From The Desk of Pamela Bisceglia
At different times, over the years, I had an opportunity to stand with Carrie Ann Lucas on issues important to the community of individuals with disabilities. I cannot report that we were Facebook friends, we did not meet for lunch or dinner or discuss our personal lives. I knew Carrie as a bright, firm, determined parent, attorney, advocate, and community leader. If there was a question in relation to the rights of parents with disabilities, Carrie was the expert.
On February 24, 2019, Colorado Cross Disability Coalition issued the following statement:
The disability community lost one of its fiercest advocates on 2/24/19. Carrie Ann Lucas, a disability rights attorney who pioneered representation for parents with disabilities, died after an arbitrary denial from an insurance company caused a plethora of healthproblems, exacerbating her disabilities and eventually leading to her premature death. She was 47 years old.
Carrie Ann had hoped to spend a lot of time in 2019 using her tragedy to work to fix our broken health care system.
On October 20, 2016, the headline for AdvocacyDenver’s Policy Perspective was: Advocate Urges “NO” Vote on “End of Life” Proposition:
Carrie Ann Lucas, an attorney and self-advocate, has over 20 years of expertise working for disability rights organizations. She is also on the [B]oard of Not Dead Yet, a national grassroots disability organization. Ms. Lucas is strongly opposed to Colorado’s Proposition 106. In an interview with Catherine Strode, she calls Proposition 106 “dangerous policy” and discusses the lack of safeguards for Colorado’s most vulnerable populations.

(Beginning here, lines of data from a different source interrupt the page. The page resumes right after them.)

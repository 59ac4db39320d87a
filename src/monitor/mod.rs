//! Peer and consensus observers
//!
//! Pure logging consumers of the engine's peer and consensus streams. They
//! keep the peer and consensus gauges current and warn when a seed peer's
//! clock disagrees with ours by more than the configured offset.

use crate::engine::{GenesisConfig, PeerEvent, PeerInfo};
use crate::metrics;
use crate::node::NodeContext;
use std::time::Duration;
use tokio::sync::broadcast::{self, error::RecvError};
use tracing::{error, info, warn};

/// Logs peer churn and checks seed peers for clock skew
pub struct PeerMonitor {
    node: NodeContext,
    max_time_offset: Duration,
}

impl PeerMonitor {
    pub fn new(node: NodeContext, max_time_offset: Duration) -> Self {
        Self {
            node,
            max_time_offset,
        }
    }

    /// True if `peer` is a seed whose clock is off by more than the limit
    pub fn clock_skew_suspected(genesis: &GenesisConfig, peer: &PeerInfo, max: Duration) -> bool {
        genesis.is_seed(&peer.address) && peer.time_offset() > max
    }

    /// Log one peer event; returns whether clock skew was flagged
    pub fn observe(&self, event: &PeerEvent) -> bool {
        let peers = self.node.network.peer_count();
        metrics::set_peers(peers);

        match event {
            PeerEvent::Joined(peer) => {
                info!(peer = %peer.address, peers, "Connected to peer");
                let skewed =
                    Self::clock_skew_suspected(&self.node.genesis, peer, self.max_time_offset);
                if skewed {
                    error!(
                        peer = %peer.address,
                        time_offset_ms = peer.time_offset_ms,
                        "Your local system time seems to be wrong! You might not be able to synchronize with the network"
                    );
                }
                skewed
            }
            PeerEvent::Left(peer) => {
                info!(peer = %peer.address, peers, "Disconnected from peer");
                false
            }
        }
    }

    pub async fn run(
        self,
        mut events: broadcast::Receiver<PeerEvent>,
        mut shutdown: broadcast::Receiver<()>,
    ) {
        loop {
            tokio::select! {
                received = events.recv() => match received {
                    Ok(event) => {
                        self.observe(&event);
                    }
                    Err(RecvError::Lagged(skipped)) => {
                        warn!(skipped, "Peer event stream lagged");
                        metrics::set_peers(self.node.network.peer_count());
                    }
                    Err(RecvError::Closed) => break,
                },
                _ = shutdown.recv() => break,
            }
        }
    }
}

/// Log every transition to established consensus with the chain state
pub async fn watch_consensus(
    node: NodeContext,
    mut established: broadcast::Receiver<()>,
    mut shutdown: broadcast::Receiver<()>,
) {
    metrics::set_consensus_established(node.consensus.is_established());

    loop {
        tokio::select! {
            received = established.recv() => match received {
                Ok(()) | Err(RecvError::Lagged(_)) => log_established(&node),
                Err(RecvError::Closed) => break,
            },
            _ = shutdown.recv() => break,
        }
    }
}

fn log_established(node: &NodeContext) {
    let elapsed = node.started_at.elapsed();
    metrics::set_consensus_established(true);
    metrics::set_chain_height(node.blockchain.height());

    info!(
        node_type = %node.node_type,
        elapsed_secs = elapsed.as_secs_f64(),
        "{}-consensus established in {:.3}s",
        node.node_type,
        elapsed.as_secs_f64()
    );
    info!(
        height = node.blockchain.height(),
        total_work = %node.blockchain.total_work(),
        head_hash = %node.blockchain.head_hash(),
        pending_transactions = node.mempool.transaction_count(),
        "Current state"
    );
}

#[cfg(test)]
mod tests {
    use super::*;
    use crate::config::NodeSettings;
    use crate::engine::{MemoryEngine, PeerAddress};
    use crate::node;

    async fn monitor() -> (MemoryEngine, PeerMonitor) {
        let engine = MemoryEngine::new();
        let settings = NodeSettings {
            network: "main".to_string(),
            ..Default::default()
        };
        let node = node::bootstrap(&engine, &settings).await.unwrap();
        (engine, PeerMonitor::new(node, Duration::from_secs(15 * 60)))
    }

    fn peer(address: &str, time_offset_ms: i64) -> PeerInfo {
        PeerInfo {
            address: PeerAddress::new(address),
            time_offset_ms,
        }
    }

    #[tokio::test]
    async fn skewed_seed_peer_is_flagged() {
        let (_engine, monitor) = monitor().await;
        let skew = 16 * 60 * 1000;

        assert!(monitor.observe(&PeerEvent::Joined(peer("wss://seed-1.nimiq.com:8443", skew))));
        assert!(monitor.observe(&PeerEvent::Joined(peer("wss://seed-2.nimiq.com:8443", -skew))));
    }

    #[tokio::test]
    async fn non_seed_or_small_offsets_are_ignored() {
        let (_engine, monitor) = monitor().await;

        assert!(!monitor.observe(&PeerEvent::Joined(peer("wss://other.example:8443", 16 * 60 * 1000))));
        assert!(!monitor.observe(&PeerEvent::Joined(peer("wss://seed-1.nimiq.com:8443", 1_000))));
        assert!(!monitor.observe(&PeerEvent::Left(peer("wss://seed-1.nimiq.com:8443", 16 * 60 * 1000))));
    }

    #[tokio::test]
    async fn run_consumes_engine_peer_events() {
        let (engine, monitor) = monitor().await;
        let events = monitor.node.network.subscribe_peers();
        let (shutdown_tx, shutdown_rx) = broadcast::channel(1);
        let task = tokio::spawn(monitor.run(events, shutdown_rx));

        engine.chain().peer_joined(peer("wss://seed-1.nimiq.com:8443", 0));
        engine.chain().peer_left(&PeerAddress::new("wss://seed-1.nimiq.com:8443"));
        tokio::task::yield_now().await;

        shutdown_tx.send(()).unwrap();
        task.await.unwrap();
    }

    #[tokio::test]
    async fn consensus_watcher_stops_on_shutdown() {
        let (engine, monitor) = monitor().await;
        let node = monitor.node.clone();
        let established = node.consensus.subscribe_established();
        let (shutdown_tx, shutdown_rx) = broadcast::channel(1);
        let task = tokio::spawn(watch_consensus(node, established, shutdown_rx));

        engine.chain().set_established(true);
        tokio::task::yield_now().await;

        shutdown_tx.send(()).unwrap();
        task.await.unwrap();
    }
}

I reread this 2016 interview and it struck me that some of the narrative holds true when speaking about our health and insurance systems. Carrie said:
I think it should have to be someone’s primary care physician with whom someone has been in a doctor/ patient relationship for some time . . . . Anyone who has been in a hospital knows that whatever doctor comes into your room for five minutes at the beginning of the shift, that’s your “attending physician.” It doesn’t mean they know anything about you.

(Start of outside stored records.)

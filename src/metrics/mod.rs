//! Prometheus metrics module
//!
//! Recording goes through the `metrics` facade, so the free functions below
//! are no-ops until `RelayMetrics::install` has set up the recorder. That
//! keeps the gateway and the bridge usable in tests without a recorder.

use crate::error::RelayError;
use metrics::{counter, describe_counter, describe_gauge, describe_histogram, gauge, histogram, Unit};
use metrics_exporter_prometheus::{PrometheusBuilder, PrometheusHandle};
use std::sync::Arc;
use std::time::Duration;

/// Relay metrics exporter
#[derive(Clone)]
pub struct RelayMetrics {
    handle: Arc<PrometheusHandle>,
}

impl RelayMetrics {
    /// Install the global Prometheus recorder
    pub fn install() -> Result<Self, RelayError> {
        let handle = PrometheusBuilder::new()
            .install_recorder()
            .map_err(|e| RelayError::MetricsInstall(Box::new(e)))?;

        Self::register_metrics();

        Ok(Self {
            handle: Arc::new(handle),
        })
    }

    fn register_metrics() {
        describe_gauge!(
            "relay_connections",
            Unit::Count,
            "Currently connected subscribers"
        );
        describe_counter!(
            "relay_subscription_changes_total",
            Unit::Count,
            "Subscribe/unsubscribe operations that changed membership"
        );
        describe_counter!(
            "relay_frames_delivered_total",
            Unit::Count,
            "Frames enqueued to subscribers"
        );
        describe_counter!(
            "relay_frames_dropped_total",
            Unit::Count,
            "Frames dropped for closed or lagging subscribers"
        );
        describe_counter!(
            "relay_head_changed_total",
            Unit::Count,
            "Head-changed triggers by outcome"
        );
        describe_counter!(
            "relay_transactions_relayed_total",
            Unit::Count,
            "Transactions published to topics"
        );
        describe_counter!("relay_errors_total", Unit::Count, "Total relay errors");
        describe_histogram!(
            "relay_head_duration_seconds",
            Unit::Seconds,
            "Time from head-changed trigger to last publish"
        );
        describe_gauge!(
            "relay_consensus_established",
            Unit::Count,
            "Consensus status (1=established, 0=syncing)"
        );
        describe_gauge!("relay_peers", Unit::Count, "Connected peers");
        describe_gauge!("relay_chain_height", Unit::Count, "Local head height");
    }

    /// Render metrics in Prometheus format
    pub fn render(&self) -> String {
        self.handle.render()
    }
}

pub fn set_connections(count: usize) {
    gauge!("relay_connections").set(count as f64);
}

pub fn record_subscription_change(kind: &'static str) {
    counter!("relay_subscription_changes_total", "kind" => kind).increment(1);
}

pub fn record_publish(event: &'static str, delivered: usize, dropped: usize) {
    counter!("relay_frames_delivered_total", "event" => event).increment(delivered as u64);
    if dropped > 0 {
        counter!("relay_frames_dropped_total", "event" => event).increment(dropped as u64);
    }
}

/// Outcome: `relayed`, `not_established` or `failed`
pub fn record_head_changed(outcome: &'static str) {
    counter!("relay_head_changed_total", "outcome" => outcome).increment(1);
}

pub fn record_relayed(transactions: usize, duration: Duration) {
    counter!("relay_transactions_relayed_total").increment(transactions as u64);
    histogram!("relay_head_duration_seconds").record(duration.as_secs_f64());
}

pub fn record_error(error_type: &'static str) {
    counter!("relay_errors_total", "error_type" => error_type).increment(1);
}

pub fn set_consensus_established(established: bool) {
    gauge!("relay_consensus_established").set(if established { 1.0 } else { 0.0 });
}

pub fn set_peers(count: usize) {
    gauge!("relay_peers").set(count as f64);
}

pub fn set_chain_height(height: u32) {
    gauge!("relay_chain_height").set(f64::from(height));
}

#[cfg(test)]
mod tests {
    use super::*;

    #[test]
    fn recording_without_recorder_is_a_no_op() {
        set_connections(3);
        record_publish("tx", 2, 1);
        record_head_changed("relayed");
        record_relayed(2, Duration::from_millis(5));
        set_consensus_established(true);
    }
}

I am a quadriplegic myself. I am also the parent of four children with disabilities. Those of us who are disabled, and have family members who are disabled, see how our lives are devalued by the medical system.
As noted on Carrie’s Facebook page, “on February 24, 2019 [she] died after an arbitrary denial from an insurance company caused a plethora of health problems, exacerbating her disabilities and eventually leading to her premature death.” I am appalled that any insurance company is able to trump a physician’s order. I am outraged that public and private insurance companies have the authority to determine what, if any medical procedure or measure will be taken, prescriptions they will or will not fund, or rehabilitation services they will receive.